Re: Infinite looping observed in __offline_pages

From: John Allen
Date: Fri Jul 27 2018 - 13:33:09 EST


On Wed, Jul 25, 2018 at 10:03:36PM +0200, Michal Hocko wrote:
On Wed 25-07-18 13:11:15, John Allen wrote:
[...]
Does a failure in do_migrate_range indicate that the range is unmigratable
and the loop in __offline_pages should terminate and goto failed_removal? Or
should we allow a certain number of retrys before we
give up on migrating the range?

Unfortunatelly not. Migration code doesn't tell a difference between
ephemeral and permanent failures. We are relying on
start_isolate_page_range to tell us this. So the question is, what kind
of page is not migratable and for what reason.

Are you able to add some debugging to give us more information. The
current debugging code in the hotplug/migration sucks...

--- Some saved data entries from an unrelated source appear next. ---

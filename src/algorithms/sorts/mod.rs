//! Sorting families
//!
//! All sorts take the input sequence by reference, work on a private copy and
//! finish with [`Outcome::Sorted`](crate::snapshot::Outcome::Sorted) and the
//! sorted values as the terminal primary state.

pub mod bubble;
pub mod counting;
pub mod heap;
pub mod insertion;
pub mod merge;
pub mod quick;
pub mod radix;
pub mod selection;
//! Terminal user interface built on [ratatui](https://github.com/ratatui-org/ratatui).
//!
//! The UI is organized into three layers:
//!
//! - **[`app`]**: application state and the keyboard event loop that drives
//!   the playback controller
//! - **[`panes`]**: stateless render functions for each visible pane (sequence,
//!   graph, details, status bar)
//! - **[`theme`]**: centralized color palette used by all panes
//!
//! The entry point for consumers is [`App`]: construct it with a
//! [`Controller`] and call [`App::run`] to start the event loop.
//!
//! [`Controller`]: crate::playback::Controller
//! [`App::run`]: app::App::run

pub mod app;
pub mod panes;
pub mod theme;

pub use app::App;
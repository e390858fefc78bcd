//! # Introduction
//!
//! algoscope runs classic algorithms against generated inputs and records
//! every comparison, data movement and milestone as an immutable
//! [`snapshot::Snapshot`]. The finished [`snapshot::History`] is then replayed
//! step by step by a [`playback::Controller`], and the bundled terminal UI
//! built with [ratatui](https://docs.rs/ratatui) renders the snapshot under
//! the cursor.
//!
//! ## Pipeline
//!
//! ```text
//! Input generator → Instrumented algorithm → History → Controller → TUI
//! ```
//!
//! 1. [`input`]: family catalogue, random integer sequences, search targets
//!    and connected random graphs.
//! 2. [`algorithms`]: [`algorithms::build_history`] validates the input and
//!    runs one of twelve instrumented algorithms to completion.
//! 3. [`snapshot`]: the snapshot data model and the copy-on-record
//!    [`snapshot::Recorder`].
//! 4. [`playback`]: Idle/Ready/Playing/Paused/Concluded state machine with
//!    a single-slot tick timer that rejects stale ticks.
//! 5. [`ui`]: ratatui-based TUI; not part of the stable library API.
//!
//! ## Families
//!
//! Sorting: bubble, selection, insertion, merge, quick, heap, counting,
//! radix. Searching: linear, binary. Traversal: breadth-first, depth-first.
//!
//! ## Example
//!
//! ```
//! use algoscope::algorithms::build_history;
//! use algoscope::input::{AlgorithmInput, Family};
//!
//! let input = AlgorithmInput::Sequence(vec![5, 3, 8, 1]);
//! let history = build_history(Family::Bubble, &input).unwrap();
//! assert_eq!(history.terminal().sequence(), Some(&[1, 3, 5, 8][..]));
//! ```

pub mod algorithms;
pub mod config;
pub mod input;
pub mod playback;
pub mod snapshot;
pub mod ui;
// Snapshot history for step-by-step replay

use crate::input::graph::NodeId;
use crate::input::Family;
use rustc_hash::FxHashMap;
use std::fmt;

/// Element type of every integer sequence
pub type Value = i32;

/// Visitation state of a graph at one instant
#[derive(Debug, Clone, PartialEq, Eq, Default)]
pub struct GraphVisit {
    pub visited: Vec<bool>,
    pub order: Vec<NodeId>,
}

impl GraphVisit {
    pub fn new(node_count: usize) -> Self {
        GraphVisit {
            visited: vec![false; node_count],
            order: Vec::new(),
        }
    }

    pub fn is_visited(&self, node: NodeId) -> bool {
        self.visited.get(node.index()).copied().unwrap_or(false)
    }

    /// Mark a node as discovered
    pub fn mark(&mut self, node: NodeId) {
        if let Some(slot) = self.visited.get_mut(node.index()) {
            *slot = true;
        }
    }

    /// Append a node to the visit order
    pub fn record_visit(&mut self, node: NodeId) {
        self.order.push(node);
    }

    /// Visit order rendered as `A -> B -> C`
    pub fn path(&self) -> String {
        join_nodes(&self.order, " -> ")
    }
}

/// Full-value copy of the subject the algorithm works on
#[derive(Debug, Clone, PartialEq, Eq)]
pub enum PrimaryState {
    Sequence(Vec<Value>),
    Graph(GraphVisit),
}

/// Secondary structures shown alongside the subject
#[derive(Debug, Clone, PartialEq, Eq)]
pub enum Auxiliary {
    /// Counting sort: count table and the output array being filled
    Counts {
        counts: Vec<usize>,
        output: Vec<Option<Value>>,
    },
    /// Radix sort: ten digit buckets for the current pass
    Buckets {
        buckets: Vec<Vec<Value>>,
        pass: usize,
        place: u64,
    },
    /// Merge sort: the two halves copied out before interleaving
    MergeBuffers {
        left: Vec<Value>,
        right: Vec<Value>,
        left_cursor: usize,
        right_cursor: usize,
    },
    /// Heap sort: indices below `size` are still inside the heap
    Heap { size: usize },
    /// Searches: the value being looked for
    Target(Value),
    /// Breadth-first traversal queue, front first
    Queue(Vec<NodeId>),
    /// Depth-first call stack, bottom first
    CallStack(Vec<NodeId>),
}

/// Semantic highlight roles understood by the presentation layer
#[derive(Debug, Clone, Copy, PartialEq, Eq, Hash, PartialOrd, Ord)]
pub enum Role {
    // Sequence positions
    Comparing,
    Swapped,
    Pass,
    SortedFrom,
    Current,
    MinIndex,
    Key,
    Shifted,
    Inserted,
    ActiveRange,
    Mid,
    Writing,
    Written,
    Merged,
    PivotIndex,
    Boundary,
    PivotPlaced,
    HeapRoot,
    HeapBuilt,
    Extracted,
    InputIndex,
    CountIndex,
    OutputIndex,
    Place,
    Bucket,
    Collected,
    Low,
    High,
    Found,
    // Graph traversal
    Enqueued,
    Dequeued,
    Processing,
    CheckingNeighbor,
    NeighborVisited,
    CurrentEdge,
    Visiting,
    MovingTo,
    BacktrackedFrom,
    FinishedNode,
}

impl Role {
    /// Stable role name used by renderers and debug output
    pub fn as_str(self) -> &'static str {
        match self {
            Role::Comparing => "comparing",
            Role::Swapped => "swapped",
            Role::Pass => "pass",
            Role::SortedFrom => "sortedFrom",
            Role::Current => "current",
            Role::MinIndex => "minIndex",
            Role::Key => "key",
            Role::Shifted => "shifted",
            Role::Inserted => "inserted",
            Role::ActiveRange => "activeRange",
            Role::Mid => "mid",
            Role::Writing => "writing",
            Role::Written => "written",
            Role::Merged => "merged",
            Role::PivotIndex => "pivotIndex",
            Role::Boundary => "boundary",
            Role::PivotPlaced => "pivotPlaced",
            Role::HeapRoot => "heapRoot",
            Role::HeapBuilt => "heapBuilt",
            Role::Extracted => "extracted",
            Role::InputIndex => "inputIndex",
            Role::CountIndex => "countIndex",
            Role::OutputIndex => "outputIndex",
            Role::Place => "place",
            Role::Bucket => "bucket",
            Role::Collected => "collected",
            Role::Low => "low",
            Role::High => "high",
            Role::Found => "found",
            Role::Enqueued => "enqueued",
            Role::Dequeued => "dequeued",
            Role::Processing => "processing",
            Role::CheckingNeighbor => "checkingNeighbor",
            Role::NeighborVisited => "neighborVisited",
            Role::CurrentEdge => "currentEdge",
            Role::Visiting => "visiting",
            Role::MovingTo => "movingTo",
            Role::BacktrackedFrom => "backtrackedFrom",
            Role::FinishedNode => "finishedNode",
        }
    }
}

impl fmt::Display for Role {
    fn fmt(&self, f: &mut fmt::Formatter<'_>) -> fmt::Result {
        f.write_str(self.as_str())
    }
}

/// What a highlight role points at
#[derive(Debug, Clone, Copy, PartialEq, Eq)]
pub enum Mark {
    Index(usize),
    Pair(usize, usize),
    /// Inclusive index range
    Range(usize, usize),
    Value(Value),
    Node(NodeId),
    Edge(NodeId, NodeId),
    Flag,
}

impl Mark {
    /// Whether this mark covers the given sequence index
    pub fn covers(&self, index: usize) -> bool {
        match *self {
            Mark::Index(i) => i == index,
            Mark::Pair(a, b) => a == index || b == index,
            Mark::Range(low, high) => (low..=high).contains(&index),
            _ => false,
        }
    }
}

impl fmt::Display for Mark {
    fn fmt(&self, f: &mut fmt::Formatter<'_>) -> fmt::Result {
        match self {
            Mark::Index(i) => write!(f, "{}", i),
            Mark::Pair(a, b) => write!(f, "({}, {})", a, b),
            Mark::Range(low, high) => write!(f, "[{}-{}]", low, high),
            Mark::Value(v) => write!(f, "{}", v),
            Mark::Node(n) => write!(f, "{}", n),
            Mark::Edge(from, to) => write!(f, "{}-{}", from, to),
            Mark::Flag => f.write_str("yes"),
        }
    }
}

/// Role -> mark table for one snapshot; an absent role is not applicable
#[derive(Debug, Clone, Default, PartialEq, Eq)]
pub struct Highlights(FxHashMap<Role, Mark>);

impl Highlights {
    pub fn new() -> Self {
        Highlights(FxHashMap::default())
    }

    /// Builder-style insert
    pub fn with(mut self, role: Role, mark: Mark) -> Self {
        self.0.insert(role, mark);
        self
    }

    /// Insert only when a mark is present
    pub fn with_opt(self, role: Role, mark: Option<Mark>) -> Self {
        match mark {
            Some(mark) => self.with(role, mark),
            None => self,
        }
    }

    pub fn get(&self, role: Role) -> Option<&Mark> {
        self.0.get(&role)
    }

    pub fn contains(&self, role: Role) -> bool {
        self.0.contains_key(&role)
    }

    pub fn index(&self, role: Role) -> Option<usize> {
        match self.get(role) {
            Some(Mark::Index(i)) => Some(*i),
            _ => None,
        }
    }

    pub fn pair(&self, role: Role) -> Option<(usize, usize)> {
        match self.get(role) {
            Some(Mark::Pair(a, b)) => Some((*a, *b)),
            _ => None,
        }
    }

    pub fn node(&self, role: Role) -> Option<NodeId> {
        match self.get(role) {
            Some(Mark::Node(n)) => Some(*n),
            _ => None,
        }
    }

    pub fn edge(&self, role: Role) -> Option<(NodeId, NodeId)> {
        match self.get(role) {
            Some(Mark::Edge(from, to)) => Some((*from, *to)),
            _ => None,
        }
    }

    /// Entries ordered by role, for stable display
    pub fn sorted(&self) -> Vec<(Role, Mark)> {
        let mut entries: Vec<(Role, Mark)> = self.0.iter().map(|(r, m)| (*r, *m)).collect();
        entries.sort_by_key(|(role, _)| *role);
        entries
    }

    pub fn len(&self) -> usize {
        self.0.len()
    }

    pub fn is_empty(&self) -> bool {
        self.0.is_empty()
    }
}

/// Summary carried by the terminal snapshot
#[derive(Debug, Clone, PartialEq, Eq)]
pub enum Outcome {
    Sorted,
    Found { index: usize },
    NotFound,
    Traversed { order: Vec<NodeId> },
}

/// One recorded instant of an algorithm run
#[derive(Debug, Clone, PartialEq, Eq)]
pub struct Snapshot {
    pub primary: PrimaryState,
    pub auxiliary: Option<Auxiliary>,
    pub highlights: Highlights,
    pub status: String,
    /// Set only on the terminal snapshot
    pub outcome: Option<Outcome>,
}

impl Snapshot {
    pub fn is_complete(&self) -> bool {
        self.outcome.is_some()
    }

    pub fn sequence(&self) -> Option<&[Value]> {
        match &self.primary {
            PrimaryState::Sequence(values) => Some(values),
            PrimaryState::Graph(_) => None,
        }
    }

    pub fn graph(&self) -> Option<&GraphVisit> {
        match &self.primary {
            PrimaryState::Graph(visit) => Some(visit),
            PrimaryState::Sequence(_) => None,
        }
    }
}

/// Immutable, ordered snapshots of one run.
///
/// Only the `Recorder::finish_*` methods build a `History`, so every instance holds at
/// least one snapshot and its last snapshot is the terminal one.
#[derive(Debug, Clone, PartialEq, Eq)]
pub struct History {
    family: Family,
    snapshots: Vec<Snapshot>,
}

impl History {
    pub fn family(&self) -> Family {
        self.family
    }

    pub fn get(&self, index: usize) -> Option<&Snapshot> {
        self.snapshots.get(index)
    }

    pub fn len(&self) -> usize {
        self.snapshots.len()
    }

    /// Always false for a sealed history
    pub fn is_empty(&self) -> bool {
        self.snapshots.is_empty()
    }

    pub fn last_index(&self) -> usize {
        self.snapshots.len().saturating_sub(1)
    }

    pub fn first(&self) -> &Snapshot {
        &self.snapshots[0]
    }

    /// The terminal snapshot
    pub fn terminal(&self) -> &Snapshot {
        &self.snapshots[self.last_index()]
    }

    pub fn outcome(&self) -> Option<&Outcome> {
        self.terminal().outcome.as_ref()
    }

    pub fn iter(&self) -> std::slice::Iter<'_, Snapshot> {
        self.snapshots.iter()
    }

    pub fn snapshots(&self) -> &[Snapshot] {
        &self.snapshots
    }
}

impl<'a> IntoIterator for &'a History {
    type Item = &'a Snapshot;
    type IntoIter = std::slice::Iter<'a, Snapshot>;

    fn into_iter(self) -> Self::IntoIter {
        self.snapshots.iter()
    }
}

/// Append-only history builder.
///
/// Every `record_*` call takes the working state by reference and stores an
/// independent copy, so later mutation of the caller's buffers never reaches
/// a recorded snapshot.
#[derive(Debug)]
pub struct Recorder {
    family: Family,
    snapshots: Vec<Snapshot>,
}

impl Recorder {
    pub fn new(family: Family) -> Self {
        Recorder {
            family,
            snapshots: Vec::new(),
        }
    }

    /// Record a sequence snapshot
    pub fn record_sequence(
        &mut self,
        values: &[Value],
        auxiliary: Option<Auxiliary>,
        highlights: Highlights,
        status: impl Into<String>,
    ) {
        self.push(
            PrimaryState::Sequence(values.to_vec()),
            auxiliary,
            highlights,
            status.into(),
            None,
        );
    }

    /// Record a graph snapshot
    pub fn record_graph(
        &mut self,
        visit: &GraphVisit,
        auxiliary: Option<Auxiliary>,
        highlights: Highlights,
        status: impl Into<String>,
    ) {
        self.push(
            PrimaryState::Graph(visit.clone()),
            auxiliary,
            highlights,
            status.into(),
            None,
        );
    }

    /// Append the terminal sequence snapshot and seal the history
    pub fn finish_sequence(
        mut self,
        values: &[Value],
        auxiliary: Option<Auxiliary>,
        highlights: Highlights,
        status: impl Into<String>,
        outcome: Outcome,
    ) -> History {
        self.push(
            PrimaryState::Sequence(values.to_vec()),
            auxiliary,
            highlights,
            status.into(),
            Some(outcome),
        );
        self.seal()
    }

    /// Append the terminal graph snapshot and seal the history
    pub fn finish_graph(
        mut self,
        visit: &GraphVisit,
        auxiliary: Option<Auxiliary>,
        highlights: Highlights,
        status: impl Into<String>,
        outcome: Outcome,
    ) -> History {
        self.push(
            PrimaryState::Graph(visit.clone()),
            auxiliary,
            highlights,
            status.into(),
            Some(outcome),
        );
        self.seal()
    }

    /// Number of snapshots recorded so far
    pub fn len(&self) -> usize {
        self.snapshots.len()
    }

    pub fn is_empty(&self) -> bool {
        self.snapshots.is_empty()
    }

    fn push(
        &mut self,
        primary: PrimaryState,
        auxiliary: Option<Auxiliary>,
        highlights: Highlights,
        status: String,
        outcome: Option<Outcome>,
    ) {
        self.snapshots.push(Snapshot {
            primary,
            auxiliary,
            highlights,
            status,
            outcome,
        });
    }

    fn seal(self) -> History {
        History {
            family: self.family,
            snapshots: self.snapshots,
        }
    }
}

/// Join node labels with a separator
pub fn join_nodes(nodes: &[NodeId], separator: &str) -> String {
    nodes
        .iter()
        .map(|n| n.to_string())
        .collect::<Vec<_>>()
        .join(separator)
}

/// Join values as `a, b, c`
pub fn join_values(values: &[Value]) -> String {
    values
        .iter()
        .map(|v| v.to_string())
        .collect::<Vec<_>>()
        .join(", ")
}
//! Details pane: step narration, auxiliary structures and active highlights

use crate::input::Family;
use crate::snapshot::{join_nodes, join_values, Auxiliary, Outcome, Snapshot, Value};
use crate::ui::theme::DEFAULT_THEME;
use ratatui::{
    layout::Rect,
    style::{Modifier, Style},
    text::{Line, Span},
    widgets::{Block, Borders, Padding, Paragraph, Wrap},
    Frame,
};

fn heading(text: &str) -> Line<'static> {
    Line::from(Span::styled(
        text.to_string(),
        Style::default()
            .fg(DEFAULT_THEME.primary)
            .add_modifier(Modifier::BOLD),
    ))
}

fn field(name: &str, value: String) -> Line<'static> {
    Line::from(vec![
        Span::styled(format!("{}: ", name), Style::default().fg(DEFAULT_THEME.comment)),
        Span::styled(value, Style::default().fg(DEFAULT_THEME.fg)),
    ])
}

fn slot(value: Option<Value>) -> String {
    value.map_or_else(|| "_".to_string(), |v| v.to_string())
}

/// Values with a caret before the element at `cursor`
fn with_cursor(values: &[Value], cursor: usize) -> String {
    let mut parts: Vec<String> = values.iter().map(|v| v.to_string()).collect();
    if let Some(part) = parts.get_mut(cursor) {
        *part = format!("›{}", part);
    }
    format!("[{}]", parts.join(", "))
}

fn auxiliary_lines(auxiliary: &Auxiliary) -> Vec<Line<'static>> {
    match auxiliary {
        Auxiliary::Counts { counts, output } => {
            let counts = counts
                .iter()
                .enumerate()
                .map(|(i, c)| format!("{}:{}", i, c))
                .collect::<Vec<_>>()
                .join(" ");
            let output = output
                .iter()
                .map(|v| slot(*v))
                .collect::<Vec<_>>()
                .join(", ");
            vec![
                heading("Counting"),
                field("count", counts),
                field("output", format!("[{}]", output)),
            ]
        }
        Auxiliary::Buckets {
            buckets,
            pass,
            place,
        } => {
            let mut lines = vec![
                heading("Buckets"),
                field("pass", format!("{} (place {})", pass, place)),
            ];
            lines.extend(
                buckets
                    .iter()
                    .enumerate()
                    .map(|(digit, bucket)| field(&digit.to_string(), format!("[{}]", join_values(bucket)))),
            );
            lines
        }
        Auxiliary::MergeBuffers {
            left,
            right,
            left_cursor,
            right_cursor,
        } => vec![
            heading("Merge buffers"),
            field("left", with_cursor(left, *left_cursor)),
            field("right", with_cursor(right, *right_cursor)),
        ],
        Auxiliary::Heap { size } => vec![heading("Heap"), field("heap size", size.to_string())],
        Auxiliary::Target(target) => vec![heading("Search"), field("target", target.to_string())],
        Auxiliary::Queue(queue) => vec![
            heading("Queue"),
            field("front → back", format!("[{}]", join_nodes(queue, ", "))),
        ],
        Auxiliary::CallStack(stack) => vec![
            heading("Call stack"),
            field("bottom → top", format!("[{}]", join_nodes(stack, ", "))),
        ],
    }
}

fn outcome_line(outcome: &Outcome) -> Line<'static> {
    let text = match outcome {
        Outcome::Sorted => "sorted".to_string(),
        Outcome::Found { index } => format!("found at index {}", index),
        Outcome::NotFound => "not found".to_string(),
        Outcome::Traversed { order } => format!("visited {}", join_nodes(order, " -> ")),
    };
    let color = match outcome {
        Outcome::NotFound => DEFAULT_THEME.error,
        _ => DEFAULT_THEME.success,
    };
    Line::from(Span::styled(
        format!("✓ {}", text),
        Style::default().fg(color).add_modifier(Modifier::BOLD),
    ))
}

pub fn render_details_pane(frame: &mut Frame, area: Rect, family: Family, snapshot: &Snapshot) {
    let mut lines = vec![
        heading("Step"),
        Line::from(Span::styled(
            snapshot.status.clone(),
            Style::default().fg(DEFAULT_THEME.fg),
        )),
    ];

    if let Some(outcome) = &snapshot.outcome {
        lines.push(outcome_line(outcome));
    }

    if let Some(visit) = snapshot.graph() {
        lines.push(Line::default());
        lines.push(heading("Visit order"));
        lines.push(Line::from(visit.path()));
    }

    if let Some(auxiliary) = &snapshot.auxiliary {
        lines.push(Line::default());
        lines.extend(auxiliary_lines(auxiliary));
    }

    if !snapshot.highlights.is_empty() {
        lines.push(Line::default());
        lines.push(heading("Highlights"));
        for (role, mark) in snapshot.highlights.sorted() {
            lines.push(field(role.as_str(), mark.to_string()));
        }
    }

    if matches!(family, Family::Bfs | Family::Dfs) {
        lines.push(Line::default());
        lines.push(super::graph::graph_legend());
    }

    let block = Block::default()
        .title(format!(" {} ", family.name()))
        .borders(Borders::ALL)
        .border_style(Style::default().fg(DEFAULT_THEME.border_normal))
        .padding(Padding::horizontal(1));

    let paragraph = Paragraph::new(lines)
        .block(block)
        .wrap(Wrap { trim: false });

    frame.render_widget(paragraph, area);
}

#[cfg(test)]
mod tests {
    use super::*;

    #[test]
    fn test_cursor_marks_next_element() {
        assert_eq!(with_cursor(&[3, 7, 9], 1), "[3, ›7, 9]");
        assert_eq!(with_cursor(&[3, 7], 2), "[3, 7]");
    }

    #[test]
    fn test_counting_lines_show_empty_output_slots() {
        let lines = auxiliary_lines(&Auxiliary::Counts {
            counts: vec![0, 2],
            output: vec![None, Some(1)],
        });
        let text: Vec<String> = lines.iter().map(|l| l.to_string()).collect();
        assert_eq!(text[1], "count: 0:0 1:2");
        assert_eq!(text[2], "output: [_, 1]");
    }
}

After reproducing the problem a couple times, it seems that it can occur for different types of pages. Running page-types on the offending page over two separate instances produced the following:

# tools/vm/page-types -a 307968-308224
flags page-count MB symbolic-flags long-symbolic-flags
0x0000000000000400 1 0 __________B________________________________ buddy
total 1 0

And the following on a separate run:

# tools/vm/page-types -a 313088-313344
flags page-count MB symbolic-flags long-symbolic-flags
0x000000000000006c 1 0 __RU_lA____________________________________ referenced,uptodate,lru,active
total 1 0

The source of the failure in migrate_pages actually doesn't seem to be that we're hitting the case of the permanent failure, but instead the -EAGAIN case. I traced the EAGAIN return back to migrate_page_move_mapping which I've seen return EAGAIN in two places:

mm/migrate.c:453
if (!mapping) {
/* Anonymous page without mapping */
if (page_count(page) != expected_count)
return -EAGAIN;

mm/migrate.c:476
if (page_count(page) != expected_count ||
radix_tree_deref_slot_protected(pslot,
&mapping->i_pages.xa_lock) != page) {
xa_unlock_irq(&mapping->i_pages);
return -EAGAIN;
}

So it seems in each case, the actual reference count for the page is not what it is expected to be.